PROBLEM:
Given the material below, return only the lines starting at the line with "#[must_use]" and ending at the line with "#[derive(Debug, Clone, Default, Serialize)]", exactly as they appear.
Start of INFORMATION SHOWN
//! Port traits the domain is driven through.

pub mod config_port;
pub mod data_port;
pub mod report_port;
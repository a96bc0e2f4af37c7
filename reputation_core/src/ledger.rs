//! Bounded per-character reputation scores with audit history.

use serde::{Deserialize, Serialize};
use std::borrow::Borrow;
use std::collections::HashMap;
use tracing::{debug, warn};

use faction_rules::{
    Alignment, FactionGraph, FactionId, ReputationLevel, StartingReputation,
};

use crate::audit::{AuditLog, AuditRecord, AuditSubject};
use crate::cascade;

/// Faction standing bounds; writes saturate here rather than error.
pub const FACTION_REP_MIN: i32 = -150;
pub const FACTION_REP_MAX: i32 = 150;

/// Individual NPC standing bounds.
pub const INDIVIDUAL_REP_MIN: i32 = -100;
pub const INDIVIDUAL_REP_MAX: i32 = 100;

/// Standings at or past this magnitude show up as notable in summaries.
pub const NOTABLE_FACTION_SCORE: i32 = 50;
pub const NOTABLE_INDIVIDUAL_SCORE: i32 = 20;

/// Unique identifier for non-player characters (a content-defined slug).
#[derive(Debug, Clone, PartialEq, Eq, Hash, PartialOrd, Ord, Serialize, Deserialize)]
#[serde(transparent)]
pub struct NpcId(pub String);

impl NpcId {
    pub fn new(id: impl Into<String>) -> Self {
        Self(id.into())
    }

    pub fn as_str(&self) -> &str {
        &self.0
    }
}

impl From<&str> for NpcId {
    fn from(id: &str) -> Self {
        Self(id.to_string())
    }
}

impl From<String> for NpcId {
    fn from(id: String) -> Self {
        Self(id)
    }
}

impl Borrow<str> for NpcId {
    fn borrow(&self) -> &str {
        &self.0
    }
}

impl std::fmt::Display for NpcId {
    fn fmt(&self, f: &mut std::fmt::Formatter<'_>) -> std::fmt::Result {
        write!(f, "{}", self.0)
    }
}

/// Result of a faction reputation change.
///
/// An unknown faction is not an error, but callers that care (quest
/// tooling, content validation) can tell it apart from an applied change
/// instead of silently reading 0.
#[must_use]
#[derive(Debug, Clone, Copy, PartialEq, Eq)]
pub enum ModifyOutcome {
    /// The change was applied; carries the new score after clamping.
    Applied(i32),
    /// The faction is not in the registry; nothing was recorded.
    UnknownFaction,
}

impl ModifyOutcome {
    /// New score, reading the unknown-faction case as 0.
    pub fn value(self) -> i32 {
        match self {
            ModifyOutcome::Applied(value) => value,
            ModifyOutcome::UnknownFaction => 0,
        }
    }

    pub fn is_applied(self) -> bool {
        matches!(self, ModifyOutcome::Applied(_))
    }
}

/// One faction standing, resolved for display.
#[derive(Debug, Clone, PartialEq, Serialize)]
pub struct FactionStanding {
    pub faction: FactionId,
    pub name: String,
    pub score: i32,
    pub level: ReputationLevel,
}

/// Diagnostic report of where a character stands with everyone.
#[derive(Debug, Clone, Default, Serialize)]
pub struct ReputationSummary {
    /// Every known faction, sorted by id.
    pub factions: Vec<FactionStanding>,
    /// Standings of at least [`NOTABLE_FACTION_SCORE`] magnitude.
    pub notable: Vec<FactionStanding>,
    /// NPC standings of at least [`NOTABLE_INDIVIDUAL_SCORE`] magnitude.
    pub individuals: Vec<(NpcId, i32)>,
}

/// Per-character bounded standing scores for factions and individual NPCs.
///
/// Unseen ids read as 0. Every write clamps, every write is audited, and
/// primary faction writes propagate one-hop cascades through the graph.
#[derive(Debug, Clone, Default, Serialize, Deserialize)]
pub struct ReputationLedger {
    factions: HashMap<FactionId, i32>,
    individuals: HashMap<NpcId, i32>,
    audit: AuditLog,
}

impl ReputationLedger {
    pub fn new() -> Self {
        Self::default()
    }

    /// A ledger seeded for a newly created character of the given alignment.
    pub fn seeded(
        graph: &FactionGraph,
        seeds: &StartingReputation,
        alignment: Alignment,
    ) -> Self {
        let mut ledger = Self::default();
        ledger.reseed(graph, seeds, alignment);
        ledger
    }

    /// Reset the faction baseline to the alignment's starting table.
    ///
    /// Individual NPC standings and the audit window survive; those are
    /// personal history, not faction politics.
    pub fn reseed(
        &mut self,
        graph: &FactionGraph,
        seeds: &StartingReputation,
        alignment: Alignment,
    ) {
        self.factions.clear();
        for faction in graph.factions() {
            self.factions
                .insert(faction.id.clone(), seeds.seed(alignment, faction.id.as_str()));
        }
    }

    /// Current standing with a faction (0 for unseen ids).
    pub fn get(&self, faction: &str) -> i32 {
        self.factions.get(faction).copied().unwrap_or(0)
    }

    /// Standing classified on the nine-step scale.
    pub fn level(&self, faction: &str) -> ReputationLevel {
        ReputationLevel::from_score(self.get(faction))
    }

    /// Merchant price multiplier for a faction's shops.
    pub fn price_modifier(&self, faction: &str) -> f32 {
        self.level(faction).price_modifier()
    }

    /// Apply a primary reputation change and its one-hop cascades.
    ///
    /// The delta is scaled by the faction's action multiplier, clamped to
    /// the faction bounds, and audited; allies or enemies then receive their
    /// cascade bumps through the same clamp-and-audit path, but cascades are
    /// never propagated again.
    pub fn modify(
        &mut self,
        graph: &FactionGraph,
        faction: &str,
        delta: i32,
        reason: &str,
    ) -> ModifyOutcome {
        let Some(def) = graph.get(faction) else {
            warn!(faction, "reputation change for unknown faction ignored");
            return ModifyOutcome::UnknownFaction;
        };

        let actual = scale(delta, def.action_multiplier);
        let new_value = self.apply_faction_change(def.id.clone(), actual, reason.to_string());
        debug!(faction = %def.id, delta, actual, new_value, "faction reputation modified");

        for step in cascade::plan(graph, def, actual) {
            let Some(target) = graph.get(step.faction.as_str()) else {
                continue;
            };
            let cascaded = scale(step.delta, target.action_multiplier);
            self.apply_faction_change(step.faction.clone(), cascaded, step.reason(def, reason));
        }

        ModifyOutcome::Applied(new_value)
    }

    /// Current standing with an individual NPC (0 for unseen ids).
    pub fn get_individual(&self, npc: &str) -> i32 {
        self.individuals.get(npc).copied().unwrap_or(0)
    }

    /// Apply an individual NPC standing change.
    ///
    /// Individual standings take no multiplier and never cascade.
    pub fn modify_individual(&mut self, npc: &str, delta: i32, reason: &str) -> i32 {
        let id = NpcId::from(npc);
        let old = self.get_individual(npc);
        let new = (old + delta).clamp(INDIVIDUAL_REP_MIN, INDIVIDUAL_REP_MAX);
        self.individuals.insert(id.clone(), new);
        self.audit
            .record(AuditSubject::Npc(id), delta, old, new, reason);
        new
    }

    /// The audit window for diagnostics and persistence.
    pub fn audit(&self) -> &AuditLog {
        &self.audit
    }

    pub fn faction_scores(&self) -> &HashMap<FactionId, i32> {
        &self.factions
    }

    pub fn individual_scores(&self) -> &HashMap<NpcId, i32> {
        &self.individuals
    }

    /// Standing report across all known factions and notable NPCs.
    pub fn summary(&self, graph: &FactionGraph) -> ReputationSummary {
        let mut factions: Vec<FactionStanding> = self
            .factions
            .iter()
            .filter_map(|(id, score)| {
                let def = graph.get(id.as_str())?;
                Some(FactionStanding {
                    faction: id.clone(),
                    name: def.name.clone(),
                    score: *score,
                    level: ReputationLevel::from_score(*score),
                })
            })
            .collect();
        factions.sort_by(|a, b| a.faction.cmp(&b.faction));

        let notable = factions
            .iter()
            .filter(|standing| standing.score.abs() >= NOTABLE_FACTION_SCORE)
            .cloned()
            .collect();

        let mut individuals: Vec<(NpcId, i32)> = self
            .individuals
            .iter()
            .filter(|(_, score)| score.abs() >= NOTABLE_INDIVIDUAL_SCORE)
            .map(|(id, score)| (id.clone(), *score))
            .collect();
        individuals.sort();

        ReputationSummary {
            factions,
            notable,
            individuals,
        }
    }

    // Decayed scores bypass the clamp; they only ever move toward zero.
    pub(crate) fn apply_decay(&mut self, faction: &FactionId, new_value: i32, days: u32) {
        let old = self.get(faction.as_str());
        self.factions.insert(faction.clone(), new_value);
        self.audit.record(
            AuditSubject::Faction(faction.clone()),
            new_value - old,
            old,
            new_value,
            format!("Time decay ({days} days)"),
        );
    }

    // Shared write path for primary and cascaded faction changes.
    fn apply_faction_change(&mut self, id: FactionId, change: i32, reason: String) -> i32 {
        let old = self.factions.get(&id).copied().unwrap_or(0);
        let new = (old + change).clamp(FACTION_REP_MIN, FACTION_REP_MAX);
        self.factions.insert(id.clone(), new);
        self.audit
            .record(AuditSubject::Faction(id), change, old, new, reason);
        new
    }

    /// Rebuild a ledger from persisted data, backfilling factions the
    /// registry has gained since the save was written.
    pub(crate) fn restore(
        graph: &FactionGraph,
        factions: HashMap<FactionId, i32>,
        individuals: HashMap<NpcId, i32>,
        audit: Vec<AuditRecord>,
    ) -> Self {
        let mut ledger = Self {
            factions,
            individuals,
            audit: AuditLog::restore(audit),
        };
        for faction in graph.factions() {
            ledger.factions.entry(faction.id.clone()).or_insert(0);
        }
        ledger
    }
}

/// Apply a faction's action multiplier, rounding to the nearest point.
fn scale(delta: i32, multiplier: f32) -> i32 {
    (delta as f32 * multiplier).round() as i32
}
End of INFORMATION SHOWN
SOLUTION FOR THIS PROBLEM:
#[must_use]
#[derive(Debug, Clone, Copy, PartialEq, Eq)]
pub enum ModifyOutcome {
    /// The change was applied; carries the new score after clamping.
    Applied(i32),
    /// The faction is not in the registry; nothing was recorded.
    UnknownFaction,
}

impl ModifyOutcome {
    /// New score, reading the unknown-faction case as 0.
    pub fn value(self) -> i32 {
        match self {
            ModifyOutcome::Applied(value) => value,
            ModifyOutcome::UnknownFaction => 0,
        }
    }

    pub fn is_applied(self) -> bool {
        matches!(self, ModifyOutcome::Applied(_))
    }
}

/// One faction standing, resolved for display.
#[derive(Debug, Clone, PartialEq, Serialize)]
pub struct FactionStanding {
    pub faction: FactionId,
    pub name: String,
    pub score: i32,
    pub level: ReputationLevel,
}

/// Diagnostic report of where a character stands with everyone.
#[derive(Debug, Clone, Default, Serialize)]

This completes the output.